• **ACTIVITY**:
Look through the records below for the line with "info!(peer = %gone.address, host". Return that line and each one after it up to and including the line with "if !self.allow_loopback &&", exactly.

• **SUPPLIED DATA**:
//! UDP broadcast discovery
//!
//! A server runs an [`Advertiser`] that answers probes on the discovery port.
//! A client runs a [`Discoverer`] that probes the broadcast addresses on an
//! interval, records every server that answers in a [`PeerTable`], and
//! surfaces each new one exactly once.

use anyhow::{Context, Result};
use chrono::{DateTime, Utc};
use parking_lot::Mutex;
use serde::{Deserialize, Serialize};
use std::collections::HashMap;
use std::net::{IpAddr, Ipv4Addr, SocketAddr, UdpSocket};
use std::sync::Arc;
use std::thread::JoinHandle;
use std::time::{Duration, Instant};
use tracing::{debug, info, warn};

use crate::config::Config;
use crate::events::{Event, EventSink};
use crate::net;
use crate::protocol::{self, DISCOVERY_PROBE, MAX_DATAGRAM};
use crate::token::CancelToken;

#[derive(Debug, Clone)]
pub struct PeerRecord {
    pub address: IpAddr,
    pub hostname: String,
    pub os_family: String,
    pub is_windows_like: bool,
    /// Session port the peer accepts connections on
    pub port: u16,
    pub first_seen_at: DateTime<Utc>,
    pub last_seen: Instant,
}

impl PeerRecord {
    pub fn session_addr(&self) -> SocketAddr {
        SocketAddr::new(self.address, self.port)
    }
}

/// Reply body sent by an advertiser
#[derive(Serialize, Deserialize, Debug, Clone, PartialEq, Eq)]
pub struct Advertisement {
    pub ip: String,
    pub port: u16,
    pub hostname: String,
    pub os_type: String,
    #[serde(default)]
    pub is_windows: bool,
}

#[derive(Serialize, Deserialize, Debug, Clone, PartialEq, Eq)]
#[serde(tag = "type")]
pub enum DiscoveryMessage {
    #[serde(rename = "DISCOVERY_REQUEST")]
    Request,
    #[serde(rename = "SERVER_ADVERTISEMENT")]
    Advertisement(Advertisement),
}

impl DiscoveryMessage {
    /// `None` for anything that is not ours
    pub fn parse(datagram: &[u8]) -> Option<Self> {
        let trimmed = datagram.trim_ascii();
        if trimmed == DISCOVERY_PROBE {
            return Some(Self::Request);
        }
        serde_json::from_slice(trimmed).ok()
    }
}

pub enum Observed {
    New(PeerRecord),
    Refreshed,
}

/// Known peers keyed by address
#[derive(Default)]
pub struct PeerTable {
    peers: Mutex<HashMap<IpAddr, PeerRecord>>,
}

impl PeerTable {
    pub fn new() -> Self {
        Self::default()
    }

    pub fn observe(&self, address: IpAddr, ad: &Advertisement) -> Observed {
        let now = Instant::now();
        let mut peers = self.peers.lock();
        if let Some(rec) = peers.get_mut(&address) {
            rec.last_seen = now;
            rec.hostname.clone_from(&ad.hostname);
            rec.port = ad.port;
            return Observed::Refreshed;
        }
        let rec = PeerRecord {
            address,
            hostname: ad.hostname.clone(),
            os_family: ad.os_type.clone(),
            is_windows_like: ad.is_windows,
            port: ad.port,
            first_seen_at: Utc::now(),
            last_seen: now,
        };
        peers.insert(address, rec.clone());
        Observed::New(rec)
    }

    /// Remove and return peers not seen within `ttl`
    pub fn expire(&self, ttl: Duration) -> Vec<PeerRecord> {
        let mut peers = self.peers.lock();
        let stale: Vec<IpAddr> = peers
            .values()
            .filter(|r| r.last_seen.elapsed() > ttl)
            .map(|r| r.address)
            .collect();
        stale.iter().filter_map(|ip| peers.remove(ip)).collect()
    }

    pub fn snapshot(&self) -> Vec<PeerRecord> {
        let mut v: Vec<PeerRecord> = self.peers.lock().values().cloned().collect();
        v.sort_by_key(|r| r.address);
        v
    }

    pub fn get(&self, address: IpAddr) -> Option<PeerRecord> {
        self.peers.lock().get(&address).cloned()
    }

    pub fn len(&self) -> usize {
        self.peers.lock().len()
    }

    pub fn is_empty(&self) -> bool {
        self.len() == 0
    }
}

/// Answers discovery probes for a server
pub struct Advertiser {
    local_addr: SocketAddr,
    handle: JoinHandle<()>,
}

impl Advertiser {
    /// Bind the discovery port and start answering. Bind failure is returned;
    /// the caller decides whether that is fatal.
    pub fn spawn(
        config: &Config,
        hostname: String,
        session_port: u16,
        token: CancelToken,
    ) -> Result<Self> {
        let socket = net::bind_udp(config.bind_ip, config.discovery_port, true, config.poll())
            .with_context(|| format!("bind discovery port {}", config.discovery_port))?;
        let local_addr = socket.local_addr()?;
        let template = Advertisement {
            ip: String::new(),
            port: session_port,
            hostname,
            os_type: protocol::os_family().to_string(),
            is_windows: protocol::is_windows(),
        };
        let fixed_ip = config.advertise_ip;
        info!(addr = %local_addr, "advertising on discovery port");
        let handle = std::thread::Builder::new()
            .name("lanpush-advertise".into())
            .spawn(move || advertise_loop(socket, template, fixed_ip, token))?;
        Ok(Self { local_addr, handle })
    }

    pub fn local_addr(&self) -> SocketAddr {
        self.local_addr
    }

    pub fn join(self) {
        let _ = self.handle.join();
    }
}

fn advertise_loop(
    socket: UdpSocket,
    template: Advertisement,
    fixed_ip: Option<IpAddr>,
    token: CancelToken,
) {
    let mut buf = [0u8; MAX_DATAGRAM];
    while !token.is_cancelled() {
        let (n, from) = match socket.recv_from(&mut buf) {
            Ok(r) => r,
            Err(e) if net::is_timeout(&e) => continue,
            Err(e) => {
                warn!("discovery receive failed: {}", e);
                continue;
            }
        };
        match DiscoveryMessage::parse(&buf[..n]) {
            Some(DiscoveryMessage::Request) => {}
            Some(DiscoveryMessage::Advertisement(_)) => continue,
            None => {
                debug!(from = %from, len = n, "ignoring foreign datagram");
                continue;
            }
        }
        let ip = fixed_ip
            .or_else(|| net::local_ip_towards(from.ip()))
            .unwrap_or(IpAddr::V4(Ipv4Addr::UNSPECIFIED));
        let mut ad = template.clone();
        ad.ip = ip.to_string();
        let reply = match serde_json::to_vec(&DiscoveryMessage::Advertisement(ad)) {
            Ok(r) => r,
            Err(e) => {
                warn!("cannot encode advertisement: {}", e);
                continue;
            }
        };
        match socket.send_to(&reply, from) {
            Ok(_) => debug!(to = %from, "advertisement sent"),
            Err(e) => debug!(to = %from, "advertisement not sent: {}", e),
        }
    }
    debug!("advertiser stopped");
}

pub type PeerObserver = Box<dyn Fn(&PeerRecord) + Send + 'static>;

/// Probes for servers until cancelled
pub struct Discoverer {
    handle: JoinHandle<()>,
}

impl Discoverer {
    pub fn spawn(
        config: &Config,
        table: Arc<PeerTable>,
        events: EventSink,
        on_new: Option<PeerObserver>,
        token: CancelToken,
    ) -> Result<Self> {
        let probe = Probe::open(config)?;
        let handle = std::thread::Builder::new()
            .name("lanpush-discover".into())
            .spawn(move || {
                probe.run(&table, Some(&events), on_new.as_ref(), &token, None);
                debug!("discoverer stopped");
            })?;
        Ok(Self { handle })
    }

    pub fn join(self) {
        let _ = self.handle.join();
    }
}

/// Probe for `timeout` and return every server that answered
pub fn discover(config: &Config, timeout: Duration) -> Result<Vec<PeerRecord>> {
    let probe = Probe::open(config)?;
    let table = PeerTable::new();
    let token = CancelToken::new();
    probe.run(&table, None, None, &token, Some(Instant::now() + timeout));
    Ok(table.snapshot())
}

struct Probe {
    socket: UdpSocket,
    targets: Vec<SocketAddr>,
    own: Vec<IpAddr>,
    allow_loopback: bool,
    interval: Duration,
    ttl: Duration,
}

impl Probe {
    fn open(config: &Config) -> Result<Self> {
        let socket = net::bind_udp(config.bind_ip, 0, true, config.poll())
            .context("bind discovery probe socket")?;

        let mut targets = Vec::new();
        if config.discovery_port != 0 {
            targets.push(SocketAddr::new(
                IpAddr::V4(Ipv4Addr::BROADCAST),
                config.discovery_port,
            ));
            if let Some(bcast) = net::subnet_broadcast() {
                targets.push(SocketAddr::new(IpAddr::V4(bcast), config.discovery_port));
            }
        }
        targets.extend(config.discovery_targets.iter().copied());

        let own: Vec<IpAddr> = [net::primary_ip(), config.advertise_ip]
            .into_iter()
            .flatten()
            .collect();

        Ok(Self {
            socket,
            targets,
            own,
            allow_loopback: config.allow_loopback,
            interval: config.discovery_interval(),
            ttl: config.peer_ttl(),
        })
    }

    fn send_probes(&self) {
        let probe = match serde_json::to_vec(&DiscoveryMessage::Request) {
            Ok(p) => p,
            Err(_) => return,
        };
        for target in &self.targets {
            if let Err(e) = self.socket.send_to(&probe, target) {
                debug!(target = %target, "probe not sent: {}", e);
            }
        }
    }

    fn is_self(&self, ip: IpAddr) -> bool {
        ip.is_loopback() || self.own.contains(&ip)
    }

    fn run(
        &self,
        table: &PeerTable,
        events: Option<&EventSink>,
        on_new: Option<&PeerObserver>,
        token: &CancelToken,
        deadline: Option<Instant>,
    ) {
        let mut buf = [0u8; MAX_DATAGRAM];
        let mut last_probe: Option<Instant> = None;
        while !token.is_cancelled() {
            if deadline.is_some_and(|d| Instant::now() >= d) {
                break;
            }
            if last_probe.map_or(true, |t| t.elapsed() >= self.interval) {
                self.send_probes();
                last_probe = Some(Instant::now());
                for gone in table.expire(self.ttl) {
                    info!(peer = %gone.address, host = %gone.hostname, "peer expired");
                    if let Some(ev) = events {
                        ev.emit(Event::PeerExpired(gone.address));
                    }
                }
            }

            let (n, from) = match self.socket.recv_from(&mut buf) {
                Ok(r) => r,
                Err(e) if net::is_timeout(&e) => continue,
                Err(e) => {
                    debug!("discovery receive failed: {}", e);
                    continue;
                }
            };
            let ad = match DiscoveryMessage::parse(&buf[..n]) {
                Some(DiscoveryMessage::Advertisement(ad)) => ad,
                Some(DiscoveryMessage::Request) => continue,
                None => {
                    debug!(from = %from, len = n, "ignoring foreign datagram");
                    continue;
                }
            };
            let address = ad
                .ip
                .parse::<IpAddr>()
                .ok()
                .filter(|ip| !ip.is_unspecified())
                .unwrap_or(from.ip());
            if !self.allow_loopback && self.is_self(address) {
                debug!(peer = %address, "ignoring own advertisement");
                continue;
            }
            if let Observed::New(rec) = table.observe(address, &ad) {
                info!(peer = %rec.address, host = %rec.hostname, port = rec.port, "discovered server");
                if let Some(ev) = events {
                    ev.emit(Event::PeerDiscovered(rec.clone()));
                }
                if let Some(cb) = on_new {
                    cb(&rec);
                }
            }
        }
    }
}

#[cfg(test)]
mod tests {
    use super::*;

    fn ad(host: &str, port: u16) -> Advertisement {
        Advertisement {
            ip: "10.0.0.5".into(),
            port,
            hostname: host.into(),
            os_type: "windows".into(),
            is_windows: true,
        }
    }

    #[test]
    fn test_observe_dedups_by_address() {
        let table = PeerTable::new();
        let ip: IpAddr = "10.0.0.5".parse().unwrap();
        assert!(matches!(table.observe(ip, &ad("SRV1", 5001)), Observed::New(_)));
        assert!(matches!(table.observe(ip, &ad("SRV1", 5001)), Observed::Refreshed));
        assert!(matches!(table.observe(ip, &ad("SRV1", 6001)), Observed::Refreshed));
        assert_eq!(table.len(), 1);
        assert_eq!(table.get(ip).unwrap().port, 6001);
        assert!(table.get(ip).unwrap().is_windows_like);
    }

    #[test]
    fn test_expire_removes_stale_peers() {
        let table = PeerTable::new();
        let ip: IpAddr = "10.0.0.5".parse().unwrap();
        table.observe(ip, &ad("SRV1", 5001));
        assert!(table.expire(Duration::from_secs(60)).is_empty());
        std::thread::sleep(Duration::from_millis(20));
        let gone = table.expire(Duration::from_millis(5));
        assert_eq!(gone.len(), 1);
        assert!(table.is_empty());
    }

    #[test]
    fn test_parse_accepts_both_probe_forms() {
        assert_eq!(
            DiscoveryMessage::parse(b"LANPUSH_DISCOVER\n"),
            Some(DiscoveryMessage::Request)
        );
        assert_eq!(
            DiscoveryMessage::parse(br#"{"type":"DISCOVERY_REQUEST"}"#),
            Some(DiscoveryMessage::Request)
        );
        assert_eq!(DiscoveryMessage::parse(b"\x00\x01garbage"), None);
        assert_eq!(DiscoveryMessage::parse(br#"{"type":"OTHER"}"#), None);
    }

    #[test]
    fn test_advertisement_wire_shape() {
        let v = serde_json::to_value(DiscoveryMessage::Advertisement(ad("SRV1", 5001))).unwrap();
        assert_eq!(v["type"], "SERVER_ADVERTISEMENT");
        assert_eq!(v["hostname"], "SRV1");
        assert_eq!(v["port"], 5001);
        assert_eq!(v["is_windows"], true);
    }

    #[test]
    fn test_advertiser_answers_probe_on_loopback() {
        let mut cfg = Config::default();
        cfg.bind_ip = IpAddr::V4(Ipv4Addr::LOCALHOST);
        cfg.discovery_port = 0;
        cfg.poll_ms = 50;
        let token = CancelToken::new();
        let adv = Advertiser::spawn(&cfg, "SRV1".into(), 5001, token.clone()).unwrap();

        let sock = UdpSocket::bind("127.0.0.1:0").unwrap();
        sock.set_read_timeout(Some(Duration::from_secs(5))).unwrap();
        sock.send_to(b"not a probe", adv.local_addr()).unwrap();
        sock.send_to(DISCOVERY_PROBE, adv.local_addr()).unwrap();
        let mut buf = [0u8; MAX_DATAGRAM];
        let (n, _) = sock.recv_from(&mut buf).unwrap();
        match DiscoveryMessage::parse(&buf[..n]) {
            Some(DiscoveryMessage::Advertisement(a)) => {
                assert_eq!(a.hostname, "SRV1");
                assert_eq!(a.port, 5001);
                assert_eq!(a.ip, "127.0.0.1");
            }
            other => panic!("unexpected reply {:?}", other),
        }
        token.cancel();
        adv.join();
    }
}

• **FINISHED TASK**:
                    info!(peer = %gone.address, host = %gone.hostname, "peer expired");
                    if let Some(ev) = events {
                        ev.emit(Event::PeerExpired(gone.address));
                    }
                }
            }

            let (n, from) = match self.socket.recv_from(&mut buf) {
                Ok(r) => r,
                Err(e) if net::is_timeout(&e) => continue,
                Err(e) => {
                    debug!("discovery receive failed: {}", e);
                    continue;
                }
            };
            let ad = match DiscoveryMessage::parse(&buf[..n]) {
                Some(DiscoveryMessage::Advertisement(ad)) => ad,
                Some(DiscoveryMessage::Request) => continue,
                None => {
                    debug!(from = %from, len = n, "ignoring foreign datagram");
                    continue;
                }
            };
            let address = ad
                .ip
                .parse::<IpAddr>()
                .ok()
                .filter(|ip| !ip.is_unspecified())
                .unwrap_or(from.ip());
            if !self.allow_loopback && self.is_self(address) {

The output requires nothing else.